* _Instructions to follow_
Select, from the material below, each line with "Option" in it.

* _Record set_
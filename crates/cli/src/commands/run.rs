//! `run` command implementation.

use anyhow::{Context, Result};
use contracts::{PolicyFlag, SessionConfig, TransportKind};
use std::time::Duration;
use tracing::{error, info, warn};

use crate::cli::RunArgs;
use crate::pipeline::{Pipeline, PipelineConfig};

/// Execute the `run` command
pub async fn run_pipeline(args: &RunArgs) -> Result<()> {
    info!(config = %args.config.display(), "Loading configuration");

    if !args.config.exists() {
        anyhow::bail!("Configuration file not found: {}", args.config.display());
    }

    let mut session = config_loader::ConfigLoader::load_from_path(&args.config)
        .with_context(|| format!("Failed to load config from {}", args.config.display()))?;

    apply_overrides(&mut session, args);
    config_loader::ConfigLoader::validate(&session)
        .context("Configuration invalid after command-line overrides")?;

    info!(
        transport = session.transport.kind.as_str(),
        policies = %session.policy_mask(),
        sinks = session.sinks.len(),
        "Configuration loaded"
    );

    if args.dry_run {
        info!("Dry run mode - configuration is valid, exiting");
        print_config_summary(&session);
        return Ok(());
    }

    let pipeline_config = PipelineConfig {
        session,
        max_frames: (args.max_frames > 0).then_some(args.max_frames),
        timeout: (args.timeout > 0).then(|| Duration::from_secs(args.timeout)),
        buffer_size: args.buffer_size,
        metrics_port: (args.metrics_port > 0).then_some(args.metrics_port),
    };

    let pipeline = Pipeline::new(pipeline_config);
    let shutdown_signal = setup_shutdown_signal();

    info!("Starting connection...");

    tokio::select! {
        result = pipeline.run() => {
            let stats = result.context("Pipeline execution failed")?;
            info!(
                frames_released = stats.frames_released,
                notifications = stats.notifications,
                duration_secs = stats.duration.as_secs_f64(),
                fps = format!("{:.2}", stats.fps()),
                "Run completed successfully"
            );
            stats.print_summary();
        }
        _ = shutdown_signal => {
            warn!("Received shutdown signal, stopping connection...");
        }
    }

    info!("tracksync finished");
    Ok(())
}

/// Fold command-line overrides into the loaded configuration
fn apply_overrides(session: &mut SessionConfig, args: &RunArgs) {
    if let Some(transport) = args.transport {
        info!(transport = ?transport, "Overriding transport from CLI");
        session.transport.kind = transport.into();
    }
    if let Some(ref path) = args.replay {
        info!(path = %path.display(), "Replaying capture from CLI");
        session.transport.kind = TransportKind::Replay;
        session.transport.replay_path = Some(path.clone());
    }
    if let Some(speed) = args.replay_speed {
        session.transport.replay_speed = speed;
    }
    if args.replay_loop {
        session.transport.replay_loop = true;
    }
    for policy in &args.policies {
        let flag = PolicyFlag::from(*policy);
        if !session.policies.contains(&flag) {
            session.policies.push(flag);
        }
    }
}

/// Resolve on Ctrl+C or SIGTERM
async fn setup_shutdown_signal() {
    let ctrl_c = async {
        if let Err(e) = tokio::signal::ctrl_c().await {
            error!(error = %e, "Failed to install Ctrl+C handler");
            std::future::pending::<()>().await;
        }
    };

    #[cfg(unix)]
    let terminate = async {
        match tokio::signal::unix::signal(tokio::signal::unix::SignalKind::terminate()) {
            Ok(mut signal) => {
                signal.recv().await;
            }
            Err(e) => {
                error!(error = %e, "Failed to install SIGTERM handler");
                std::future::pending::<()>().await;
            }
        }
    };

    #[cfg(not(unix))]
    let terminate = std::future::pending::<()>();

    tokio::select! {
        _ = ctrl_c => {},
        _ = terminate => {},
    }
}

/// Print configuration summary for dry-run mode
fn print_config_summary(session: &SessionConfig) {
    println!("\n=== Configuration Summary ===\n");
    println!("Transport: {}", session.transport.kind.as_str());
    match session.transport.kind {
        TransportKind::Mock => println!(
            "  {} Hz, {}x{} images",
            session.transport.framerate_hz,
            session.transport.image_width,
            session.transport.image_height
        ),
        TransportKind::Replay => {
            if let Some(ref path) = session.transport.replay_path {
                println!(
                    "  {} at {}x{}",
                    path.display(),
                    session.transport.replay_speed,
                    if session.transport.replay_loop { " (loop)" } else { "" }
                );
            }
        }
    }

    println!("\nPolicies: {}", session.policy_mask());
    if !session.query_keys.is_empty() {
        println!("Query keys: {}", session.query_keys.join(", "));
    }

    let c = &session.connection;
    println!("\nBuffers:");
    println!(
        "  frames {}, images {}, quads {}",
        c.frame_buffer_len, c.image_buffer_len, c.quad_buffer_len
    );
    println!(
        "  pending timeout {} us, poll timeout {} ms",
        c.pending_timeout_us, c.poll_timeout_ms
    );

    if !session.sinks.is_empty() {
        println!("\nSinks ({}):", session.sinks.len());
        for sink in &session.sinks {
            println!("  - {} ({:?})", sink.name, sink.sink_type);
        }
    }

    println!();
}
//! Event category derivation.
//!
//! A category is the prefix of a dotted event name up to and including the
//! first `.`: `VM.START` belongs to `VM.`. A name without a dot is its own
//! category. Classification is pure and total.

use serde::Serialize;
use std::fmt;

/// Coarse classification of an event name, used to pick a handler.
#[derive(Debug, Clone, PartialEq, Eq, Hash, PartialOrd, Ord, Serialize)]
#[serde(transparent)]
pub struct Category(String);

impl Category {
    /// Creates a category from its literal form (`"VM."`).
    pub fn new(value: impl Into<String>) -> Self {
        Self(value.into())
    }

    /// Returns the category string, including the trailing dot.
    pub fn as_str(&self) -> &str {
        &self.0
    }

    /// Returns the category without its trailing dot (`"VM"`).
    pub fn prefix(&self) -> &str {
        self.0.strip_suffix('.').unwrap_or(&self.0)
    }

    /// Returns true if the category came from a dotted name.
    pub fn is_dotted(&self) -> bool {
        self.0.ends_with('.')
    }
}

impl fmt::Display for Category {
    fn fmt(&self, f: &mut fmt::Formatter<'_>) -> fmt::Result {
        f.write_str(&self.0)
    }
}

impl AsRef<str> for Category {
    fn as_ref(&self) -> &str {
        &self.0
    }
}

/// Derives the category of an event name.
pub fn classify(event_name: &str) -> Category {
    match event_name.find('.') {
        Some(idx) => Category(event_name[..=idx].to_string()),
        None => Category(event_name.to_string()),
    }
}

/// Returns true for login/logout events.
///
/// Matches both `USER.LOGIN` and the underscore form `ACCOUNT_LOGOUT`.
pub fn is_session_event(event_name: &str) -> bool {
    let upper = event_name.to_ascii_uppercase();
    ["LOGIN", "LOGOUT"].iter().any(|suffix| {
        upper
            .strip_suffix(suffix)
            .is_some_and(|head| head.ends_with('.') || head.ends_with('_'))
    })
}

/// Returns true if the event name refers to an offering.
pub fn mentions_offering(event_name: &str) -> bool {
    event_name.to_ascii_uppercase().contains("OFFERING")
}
==
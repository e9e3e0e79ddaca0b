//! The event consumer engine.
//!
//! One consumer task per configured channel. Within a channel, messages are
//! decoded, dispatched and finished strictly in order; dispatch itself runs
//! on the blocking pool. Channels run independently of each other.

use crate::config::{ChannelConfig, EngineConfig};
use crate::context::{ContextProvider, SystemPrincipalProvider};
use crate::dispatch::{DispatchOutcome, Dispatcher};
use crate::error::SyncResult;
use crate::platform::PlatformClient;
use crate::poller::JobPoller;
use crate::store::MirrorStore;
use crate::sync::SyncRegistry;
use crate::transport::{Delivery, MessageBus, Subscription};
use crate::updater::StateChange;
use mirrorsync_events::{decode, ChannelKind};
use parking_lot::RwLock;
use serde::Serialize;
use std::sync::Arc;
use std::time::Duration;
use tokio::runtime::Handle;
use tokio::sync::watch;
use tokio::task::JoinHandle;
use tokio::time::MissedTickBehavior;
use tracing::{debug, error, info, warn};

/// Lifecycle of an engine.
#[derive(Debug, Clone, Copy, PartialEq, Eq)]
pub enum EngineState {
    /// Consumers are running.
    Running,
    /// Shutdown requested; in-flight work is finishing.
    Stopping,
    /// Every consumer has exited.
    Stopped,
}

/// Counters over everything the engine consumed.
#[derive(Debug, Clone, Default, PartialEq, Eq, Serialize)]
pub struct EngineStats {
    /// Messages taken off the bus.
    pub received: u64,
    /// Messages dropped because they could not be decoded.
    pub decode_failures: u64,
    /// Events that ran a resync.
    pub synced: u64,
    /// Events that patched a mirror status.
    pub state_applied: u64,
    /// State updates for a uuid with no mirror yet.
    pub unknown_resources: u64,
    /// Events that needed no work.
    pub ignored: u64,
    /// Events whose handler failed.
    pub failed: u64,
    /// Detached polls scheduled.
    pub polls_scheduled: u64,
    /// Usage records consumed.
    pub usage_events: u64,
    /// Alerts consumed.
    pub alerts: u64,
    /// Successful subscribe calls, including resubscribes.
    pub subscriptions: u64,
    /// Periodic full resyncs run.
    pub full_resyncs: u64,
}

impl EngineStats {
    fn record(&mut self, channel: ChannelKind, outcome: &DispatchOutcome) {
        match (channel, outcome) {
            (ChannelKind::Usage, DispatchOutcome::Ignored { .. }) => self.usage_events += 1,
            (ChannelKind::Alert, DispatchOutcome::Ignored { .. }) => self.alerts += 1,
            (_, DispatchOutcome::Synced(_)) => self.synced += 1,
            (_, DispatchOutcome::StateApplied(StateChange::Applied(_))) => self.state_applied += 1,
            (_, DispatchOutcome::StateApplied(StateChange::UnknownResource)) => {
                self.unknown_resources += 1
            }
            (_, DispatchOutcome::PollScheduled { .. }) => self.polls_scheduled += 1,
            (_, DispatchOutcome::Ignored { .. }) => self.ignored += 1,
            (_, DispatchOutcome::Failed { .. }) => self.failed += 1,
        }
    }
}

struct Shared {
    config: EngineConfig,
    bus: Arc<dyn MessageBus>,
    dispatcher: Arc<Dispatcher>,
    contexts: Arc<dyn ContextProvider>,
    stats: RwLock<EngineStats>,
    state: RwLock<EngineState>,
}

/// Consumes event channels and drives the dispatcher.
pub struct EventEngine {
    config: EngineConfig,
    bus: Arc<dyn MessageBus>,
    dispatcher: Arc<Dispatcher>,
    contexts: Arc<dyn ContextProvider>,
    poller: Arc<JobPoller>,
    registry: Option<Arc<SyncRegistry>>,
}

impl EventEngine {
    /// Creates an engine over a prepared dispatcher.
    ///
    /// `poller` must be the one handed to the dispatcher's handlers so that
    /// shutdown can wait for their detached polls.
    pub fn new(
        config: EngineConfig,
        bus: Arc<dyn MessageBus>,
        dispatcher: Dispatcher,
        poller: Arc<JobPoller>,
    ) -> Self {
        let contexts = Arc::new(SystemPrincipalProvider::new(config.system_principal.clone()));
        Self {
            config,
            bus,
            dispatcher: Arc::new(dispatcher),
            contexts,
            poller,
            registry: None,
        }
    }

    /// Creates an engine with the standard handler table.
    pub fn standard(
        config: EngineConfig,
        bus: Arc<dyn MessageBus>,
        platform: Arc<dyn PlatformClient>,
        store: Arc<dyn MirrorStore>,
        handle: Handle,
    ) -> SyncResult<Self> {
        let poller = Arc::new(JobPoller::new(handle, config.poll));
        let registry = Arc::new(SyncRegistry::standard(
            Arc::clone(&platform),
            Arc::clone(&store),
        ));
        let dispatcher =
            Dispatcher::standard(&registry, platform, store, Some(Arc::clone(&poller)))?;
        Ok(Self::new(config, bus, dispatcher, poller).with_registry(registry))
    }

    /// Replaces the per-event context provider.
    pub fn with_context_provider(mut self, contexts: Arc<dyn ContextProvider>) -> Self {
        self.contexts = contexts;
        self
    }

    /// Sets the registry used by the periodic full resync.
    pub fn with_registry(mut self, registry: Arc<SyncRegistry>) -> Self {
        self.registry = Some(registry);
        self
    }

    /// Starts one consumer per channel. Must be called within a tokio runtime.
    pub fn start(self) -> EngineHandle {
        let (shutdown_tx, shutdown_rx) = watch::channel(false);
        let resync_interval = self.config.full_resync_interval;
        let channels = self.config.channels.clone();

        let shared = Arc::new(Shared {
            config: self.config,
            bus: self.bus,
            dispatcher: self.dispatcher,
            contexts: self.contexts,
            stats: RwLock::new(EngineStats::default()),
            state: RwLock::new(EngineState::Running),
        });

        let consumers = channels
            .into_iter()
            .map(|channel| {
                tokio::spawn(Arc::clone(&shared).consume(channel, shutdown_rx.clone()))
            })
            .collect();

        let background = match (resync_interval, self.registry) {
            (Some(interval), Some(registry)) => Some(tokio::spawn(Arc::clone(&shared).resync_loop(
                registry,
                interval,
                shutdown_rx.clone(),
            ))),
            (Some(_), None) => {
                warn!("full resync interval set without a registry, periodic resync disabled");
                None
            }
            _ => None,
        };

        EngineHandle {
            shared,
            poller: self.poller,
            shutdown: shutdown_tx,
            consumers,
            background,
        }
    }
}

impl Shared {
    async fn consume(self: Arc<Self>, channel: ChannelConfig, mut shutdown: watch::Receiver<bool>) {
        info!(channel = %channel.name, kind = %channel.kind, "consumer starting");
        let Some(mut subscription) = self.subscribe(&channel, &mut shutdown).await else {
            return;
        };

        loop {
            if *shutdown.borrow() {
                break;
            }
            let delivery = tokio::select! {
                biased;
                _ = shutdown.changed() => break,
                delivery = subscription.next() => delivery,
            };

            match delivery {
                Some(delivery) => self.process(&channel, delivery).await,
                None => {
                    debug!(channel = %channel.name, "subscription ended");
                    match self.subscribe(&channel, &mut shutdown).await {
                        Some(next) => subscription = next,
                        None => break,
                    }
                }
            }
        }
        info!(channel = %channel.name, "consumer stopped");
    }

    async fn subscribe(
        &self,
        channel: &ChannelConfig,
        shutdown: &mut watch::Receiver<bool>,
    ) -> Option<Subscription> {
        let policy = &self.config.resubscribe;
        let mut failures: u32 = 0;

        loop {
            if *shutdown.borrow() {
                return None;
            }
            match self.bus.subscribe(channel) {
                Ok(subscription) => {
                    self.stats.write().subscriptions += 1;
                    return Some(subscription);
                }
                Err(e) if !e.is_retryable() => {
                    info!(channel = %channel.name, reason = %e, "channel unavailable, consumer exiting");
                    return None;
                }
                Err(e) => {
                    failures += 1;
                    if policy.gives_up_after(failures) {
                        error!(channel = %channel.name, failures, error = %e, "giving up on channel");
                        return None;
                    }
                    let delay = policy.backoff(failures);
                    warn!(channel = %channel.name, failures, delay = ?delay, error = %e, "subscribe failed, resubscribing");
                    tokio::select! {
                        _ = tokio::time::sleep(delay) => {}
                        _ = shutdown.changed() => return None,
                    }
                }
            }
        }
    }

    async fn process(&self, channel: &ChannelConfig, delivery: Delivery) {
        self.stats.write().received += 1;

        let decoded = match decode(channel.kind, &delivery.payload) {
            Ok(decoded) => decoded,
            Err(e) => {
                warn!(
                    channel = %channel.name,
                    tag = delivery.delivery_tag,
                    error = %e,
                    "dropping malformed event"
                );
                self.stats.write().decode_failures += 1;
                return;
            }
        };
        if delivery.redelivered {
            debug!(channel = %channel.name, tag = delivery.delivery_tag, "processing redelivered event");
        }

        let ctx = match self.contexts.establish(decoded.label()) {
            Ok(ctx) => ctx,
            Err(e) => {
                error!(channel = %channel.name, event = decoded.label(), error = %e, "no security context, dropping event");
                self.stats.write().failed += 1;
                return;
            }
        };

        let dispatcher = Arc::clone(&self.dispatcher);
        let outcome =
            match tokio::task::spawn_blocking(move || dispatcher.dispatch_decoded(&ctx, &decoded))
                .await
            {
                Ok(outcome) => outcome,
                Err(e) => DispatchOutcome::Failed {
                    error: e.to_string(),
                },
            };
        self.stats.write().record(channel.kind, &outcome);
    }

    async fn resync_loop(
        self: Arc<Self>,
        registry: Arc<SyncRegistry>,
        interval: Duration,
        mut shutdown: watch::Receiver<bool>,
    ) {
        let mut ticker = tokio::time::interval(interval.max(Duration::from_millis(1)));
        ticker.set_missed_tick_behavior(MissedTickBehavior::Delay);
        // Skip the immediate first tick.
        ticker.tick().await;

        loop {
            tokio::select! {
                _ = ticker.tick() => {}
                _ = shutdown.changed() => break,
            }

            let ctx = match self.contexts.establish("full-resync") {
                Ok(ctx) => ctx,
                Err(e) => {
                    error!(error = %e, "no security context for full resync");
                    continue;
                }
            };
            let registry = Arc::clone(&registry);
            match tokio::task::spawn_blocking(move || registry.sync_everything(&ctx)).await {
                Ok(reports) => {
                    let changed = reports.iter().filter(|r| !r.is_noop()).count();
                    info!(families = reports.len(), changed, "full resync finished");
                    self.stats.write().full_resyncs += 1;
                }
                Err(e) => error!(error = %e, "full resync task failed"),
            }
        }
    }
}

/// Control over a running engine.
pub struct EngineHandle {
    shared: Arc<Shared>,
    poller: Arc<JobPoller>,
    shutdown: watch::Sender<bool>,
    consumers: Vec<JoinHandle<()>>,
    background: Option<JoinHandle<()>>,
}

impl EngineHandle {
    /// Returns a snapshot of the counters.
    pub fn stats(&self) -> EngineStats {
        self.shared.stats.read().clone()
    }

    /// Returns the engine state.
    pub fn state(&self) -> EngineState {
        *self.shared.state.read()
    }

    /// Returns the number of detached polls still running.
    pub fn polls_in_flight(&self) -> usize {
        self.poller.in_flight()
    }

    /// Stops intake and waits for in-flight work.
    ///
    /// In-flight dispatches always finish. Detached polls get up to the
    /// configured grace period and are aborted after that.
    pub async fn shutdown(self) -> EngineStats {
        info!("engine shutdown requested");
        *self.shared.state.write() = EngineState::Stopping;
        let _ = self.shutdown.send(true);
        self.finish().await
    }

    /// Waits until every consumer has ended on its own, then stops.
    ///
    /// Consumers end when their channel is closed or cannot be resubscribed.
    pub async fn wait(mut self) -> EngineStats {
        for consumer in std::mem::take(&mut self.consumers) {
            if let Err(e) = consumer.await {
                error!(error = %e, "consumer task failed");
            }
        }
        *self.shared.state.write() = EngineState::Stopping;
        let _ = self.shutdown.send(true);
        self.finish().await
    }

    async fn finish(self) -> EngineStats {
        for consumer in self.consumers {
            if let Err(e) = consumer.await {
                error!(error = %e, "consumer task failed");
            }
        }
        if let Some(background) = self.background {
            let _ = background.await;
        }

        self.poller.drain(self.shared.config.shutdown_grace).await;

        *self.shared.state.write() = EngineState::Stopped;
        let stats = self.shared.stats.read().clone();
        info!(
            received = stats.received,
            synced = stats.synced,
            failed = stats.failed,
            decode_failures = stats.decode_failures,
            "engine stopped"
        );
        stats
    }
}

* _Exercise result_
    registry: Option<Arc<SyncRegistry>>,
    ) -> Option<Subscription> {
    background: Option<JoinHandle<()>>,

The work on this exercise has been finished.